*EXERCISE GOAL:* Output the opening lines of the records exactly. End with the line that contains "and answers ─────────────────────────────────────────────────".

(Stored items)
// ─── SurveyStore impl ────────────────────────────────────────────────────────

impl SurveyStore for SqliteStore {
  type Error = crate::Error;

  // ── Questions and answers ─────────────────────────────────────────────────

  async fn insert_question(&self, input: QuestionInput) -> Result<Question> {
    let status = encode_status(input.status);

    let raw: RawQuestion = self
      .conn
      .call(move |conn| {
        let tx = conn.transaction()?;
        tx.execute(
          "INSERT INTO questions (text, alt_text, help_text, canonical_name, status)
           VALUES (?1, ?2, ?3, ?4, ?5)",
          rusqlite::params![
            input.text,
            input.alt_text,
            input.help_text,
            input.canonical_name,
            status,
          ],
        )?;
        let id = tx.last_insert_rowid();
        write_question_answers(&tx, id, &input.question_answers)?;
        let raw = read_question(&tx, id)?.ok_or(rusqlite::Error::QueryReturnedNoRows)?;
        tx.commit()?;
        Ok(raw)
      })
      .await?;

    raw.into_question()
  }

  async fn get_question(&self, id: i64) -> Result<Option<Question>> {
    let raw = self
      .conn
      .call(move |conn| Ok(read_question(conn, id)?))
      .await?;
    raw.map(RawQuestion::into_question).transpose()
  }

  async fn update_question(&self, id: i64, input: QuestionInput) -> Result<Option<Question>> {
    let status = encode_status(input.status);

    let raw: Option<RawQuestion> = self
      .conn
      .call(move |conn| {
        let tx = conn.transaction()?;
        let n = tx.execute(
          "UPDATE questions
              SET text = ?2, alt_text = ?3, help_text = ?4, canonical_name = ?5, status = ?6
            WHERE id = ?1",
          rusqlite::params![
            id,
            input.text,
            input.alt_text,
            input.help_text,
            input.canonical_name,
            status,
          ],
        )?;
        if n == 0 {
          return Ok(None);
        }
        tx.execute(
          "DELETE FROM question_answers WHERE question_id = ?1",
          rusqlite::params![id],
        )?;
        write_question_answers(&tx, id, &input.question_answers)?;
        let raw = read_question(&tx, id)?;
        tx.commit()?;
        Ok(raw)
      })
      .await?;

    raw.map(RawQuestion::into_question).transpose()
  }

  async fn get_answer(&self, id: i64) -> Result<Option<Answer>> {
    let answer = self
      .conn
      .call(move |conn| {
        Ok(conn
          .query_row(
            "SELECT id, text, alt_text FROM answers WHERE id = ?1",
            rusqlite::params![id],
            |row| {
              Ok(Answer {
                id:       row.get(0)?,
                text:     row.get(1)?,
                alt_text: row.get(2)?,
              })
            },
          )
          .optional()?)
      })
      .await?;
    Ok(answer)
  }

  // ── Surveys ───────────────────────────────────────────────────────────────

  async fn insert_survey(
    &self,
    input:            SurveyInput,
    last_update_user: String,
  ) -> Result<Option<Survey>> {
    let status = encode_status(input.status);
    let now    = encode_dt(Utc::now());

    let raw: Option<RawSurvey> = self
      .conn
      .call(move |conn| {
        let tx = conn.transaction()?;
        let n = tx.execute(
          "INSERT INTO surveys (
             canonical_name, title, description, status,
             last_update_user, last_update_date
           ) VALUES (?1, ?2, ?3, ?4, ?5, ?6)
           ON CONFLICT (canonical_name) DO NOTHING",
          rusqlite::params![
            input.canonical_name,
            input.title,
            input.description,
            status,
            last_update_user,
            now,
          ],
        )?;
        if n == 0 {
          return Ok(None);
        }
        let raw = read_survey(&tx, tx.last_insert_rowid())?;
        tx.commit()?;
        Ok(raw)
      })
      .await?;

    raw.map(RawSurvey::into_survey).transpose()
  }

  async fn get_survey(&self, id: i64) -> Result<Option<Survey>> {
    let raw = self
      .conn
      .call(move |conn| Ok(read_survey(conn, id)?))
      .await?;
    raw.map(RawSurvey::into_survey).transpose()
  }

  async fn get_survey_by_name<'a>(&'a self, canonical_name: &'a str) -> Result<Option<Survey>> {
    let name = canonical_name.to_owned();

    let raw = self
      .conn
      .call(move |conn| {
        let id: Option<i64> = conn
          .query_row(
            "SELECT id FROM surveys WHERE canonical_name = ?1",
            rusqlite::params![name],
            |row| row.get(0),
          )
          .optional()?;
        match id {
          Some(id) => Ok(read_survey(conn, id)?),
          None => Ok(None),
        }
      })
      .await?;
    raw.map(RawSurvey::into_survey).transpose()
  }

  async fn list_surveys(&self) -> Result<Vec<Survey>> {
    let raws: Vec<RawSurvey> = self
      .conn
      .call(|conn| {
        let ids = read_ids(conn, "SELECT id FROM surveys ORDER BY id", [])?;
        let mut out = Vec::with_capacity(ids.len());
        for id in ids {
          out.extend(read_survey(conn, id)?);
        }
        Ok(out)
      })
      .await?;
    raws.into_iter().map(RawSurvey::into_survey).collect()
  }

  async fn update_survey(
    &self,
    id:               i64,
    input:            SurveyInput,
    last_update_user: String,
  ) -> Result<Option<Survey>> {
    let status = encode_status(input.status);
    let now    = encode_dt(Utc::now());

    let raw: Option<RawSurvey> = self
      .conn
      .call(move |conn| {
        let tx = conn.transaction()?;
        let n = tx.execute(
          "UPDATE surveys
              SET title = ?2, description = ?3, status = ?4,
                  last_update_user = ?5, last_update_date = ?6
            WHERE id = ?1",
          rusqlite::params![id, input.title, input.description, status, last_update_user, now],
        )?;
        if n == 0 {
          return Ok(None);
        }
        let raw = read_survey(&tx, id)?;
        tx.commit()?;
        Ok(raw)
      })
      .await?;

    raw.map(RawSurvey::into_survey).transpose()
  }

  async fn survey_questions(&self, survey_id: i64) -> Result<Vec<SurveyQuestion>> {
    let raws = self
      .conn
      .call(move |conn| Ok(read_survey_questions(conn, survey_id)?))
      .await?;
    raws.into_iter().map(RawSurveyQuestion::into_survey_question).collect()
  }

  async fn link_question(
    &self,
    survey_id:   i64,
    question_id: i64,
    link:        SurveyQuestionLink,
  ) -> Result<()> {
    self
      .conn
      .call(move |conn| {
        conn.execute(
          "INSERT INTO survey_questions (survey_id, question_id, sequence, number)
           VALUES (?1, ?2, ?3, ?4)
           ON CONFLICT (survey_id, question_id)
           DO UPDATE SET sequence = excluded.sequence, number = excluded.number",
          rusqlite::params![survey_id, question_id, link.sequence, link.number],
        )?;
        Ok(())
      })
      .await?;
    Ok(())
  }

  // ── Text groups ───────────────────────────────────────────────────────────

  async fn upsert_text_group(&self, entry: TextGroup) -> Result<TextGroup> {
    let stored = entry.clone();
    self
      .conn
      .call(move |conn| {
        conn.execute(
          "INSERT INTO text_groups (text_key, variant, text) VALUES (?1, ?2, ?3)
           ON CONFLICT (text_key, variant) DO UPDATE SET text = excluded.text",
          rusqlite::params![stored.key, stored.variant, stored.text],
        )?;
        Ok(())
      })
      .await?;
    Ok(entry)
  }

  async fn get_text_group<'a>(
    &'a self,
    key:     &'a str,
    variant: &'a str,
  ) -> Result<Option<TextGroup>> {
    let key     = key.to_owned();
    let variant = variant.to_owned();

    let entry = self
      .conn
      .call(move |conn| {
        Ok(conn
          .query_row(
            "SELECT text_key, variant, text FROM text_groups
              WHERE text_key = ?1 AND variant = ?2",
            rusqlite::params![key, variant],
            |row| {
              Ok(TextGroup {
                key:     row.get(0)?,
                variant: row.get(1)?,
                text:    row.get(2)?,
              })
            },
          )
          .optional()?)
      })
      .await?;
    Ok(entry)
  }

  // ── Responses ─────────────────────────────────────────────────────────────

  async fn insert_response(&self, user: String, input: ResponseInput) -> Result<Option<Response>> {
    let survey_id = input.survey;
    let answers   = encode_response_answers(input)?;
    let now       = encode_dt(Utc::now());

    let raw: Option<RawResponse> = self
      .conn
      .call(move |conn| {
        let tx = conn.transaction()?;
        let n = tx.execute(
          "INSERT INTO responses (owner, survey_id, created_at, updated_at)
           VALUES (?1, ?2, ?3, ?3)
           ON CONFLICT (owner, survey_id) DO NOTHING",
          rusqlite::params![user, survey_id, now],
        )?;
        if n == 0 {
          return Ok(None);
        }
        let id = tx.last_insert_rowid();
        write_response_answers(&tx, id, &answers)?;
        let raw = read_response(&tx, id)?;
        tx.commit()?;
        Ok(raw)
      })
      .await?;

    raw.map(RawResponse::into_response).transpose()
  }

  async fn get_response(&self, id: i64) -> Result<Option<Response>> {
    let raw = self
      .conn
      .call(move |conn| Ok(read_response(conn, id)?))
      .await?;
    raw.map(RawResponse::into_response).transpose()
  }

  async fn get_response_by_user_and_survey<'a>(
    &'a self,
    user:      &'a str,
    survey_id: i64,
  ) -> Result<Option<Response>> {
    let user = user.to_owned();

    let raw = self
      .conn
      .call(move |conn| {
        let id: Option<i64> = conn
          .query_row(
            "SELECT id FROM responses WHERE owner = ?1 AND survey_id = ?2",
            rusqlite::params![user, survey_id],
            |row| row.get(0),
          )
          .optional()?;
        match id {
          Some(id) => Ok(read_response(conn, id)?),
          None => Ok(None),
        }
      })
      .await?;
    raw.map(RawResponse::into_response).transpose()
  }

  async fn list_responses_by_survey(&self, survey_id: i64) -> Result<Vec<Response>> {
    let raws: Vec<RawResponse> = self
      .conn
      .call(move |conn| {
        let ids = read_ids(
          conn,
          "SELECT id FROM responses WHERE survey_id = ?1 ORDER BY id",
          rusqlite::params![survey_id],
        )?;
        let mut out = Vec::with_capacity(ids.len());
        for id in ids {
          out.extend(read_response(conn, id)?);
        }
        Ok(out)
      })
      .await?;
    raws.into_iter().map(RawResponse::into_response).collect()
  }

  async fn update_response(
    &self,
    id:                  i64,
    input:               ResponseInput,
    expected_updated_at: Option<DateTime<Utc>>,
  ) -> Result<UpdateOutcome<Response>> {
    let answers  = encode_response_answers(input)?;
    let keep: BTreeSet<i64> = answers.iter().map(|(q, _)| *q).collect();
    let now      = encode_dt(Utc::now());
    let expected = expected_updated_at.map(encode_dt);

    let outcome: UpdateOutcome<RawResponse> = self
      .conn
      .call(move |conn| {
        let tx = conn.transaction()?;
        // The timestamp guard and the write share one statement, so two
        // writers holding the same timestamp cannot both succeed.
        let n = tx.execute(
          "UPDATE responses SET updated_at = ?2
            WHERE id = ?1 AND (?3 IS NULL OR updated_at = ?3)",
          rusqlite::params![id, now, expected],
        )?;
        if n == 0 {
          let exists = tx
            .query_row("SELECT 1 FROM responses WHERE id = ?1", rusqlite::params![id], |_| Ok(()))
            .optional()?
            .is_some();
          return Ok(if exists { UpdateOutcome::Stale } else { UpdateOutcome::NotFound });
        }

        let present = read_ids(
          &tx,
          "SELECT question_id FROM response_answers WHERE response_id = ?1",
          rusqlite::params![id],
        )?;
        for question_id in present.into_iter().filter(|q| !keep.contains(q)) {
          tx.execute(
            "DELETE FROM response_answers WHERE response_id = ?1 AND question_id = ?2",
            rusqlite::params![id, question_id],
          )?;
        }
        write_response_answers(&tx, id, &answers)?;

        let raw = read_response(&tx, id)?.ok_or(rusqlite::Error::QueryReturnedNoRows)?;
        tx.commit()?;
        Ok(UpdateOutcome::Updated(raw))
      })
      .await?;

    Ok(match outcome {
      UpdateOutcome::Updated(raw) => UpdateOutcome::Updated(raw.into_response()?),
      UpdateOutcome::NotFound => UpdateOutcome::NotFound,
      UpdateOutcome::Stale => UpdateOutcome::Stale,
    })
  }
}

*RESPONSE BOX:*
// ─── SurveyStore impl ────────────────────────────────────────────────────────

impl SurveyStore for SqliteStore {
  type Error = crate::Error;

  // ── Questions and answers ─────────────────────────────────────────────────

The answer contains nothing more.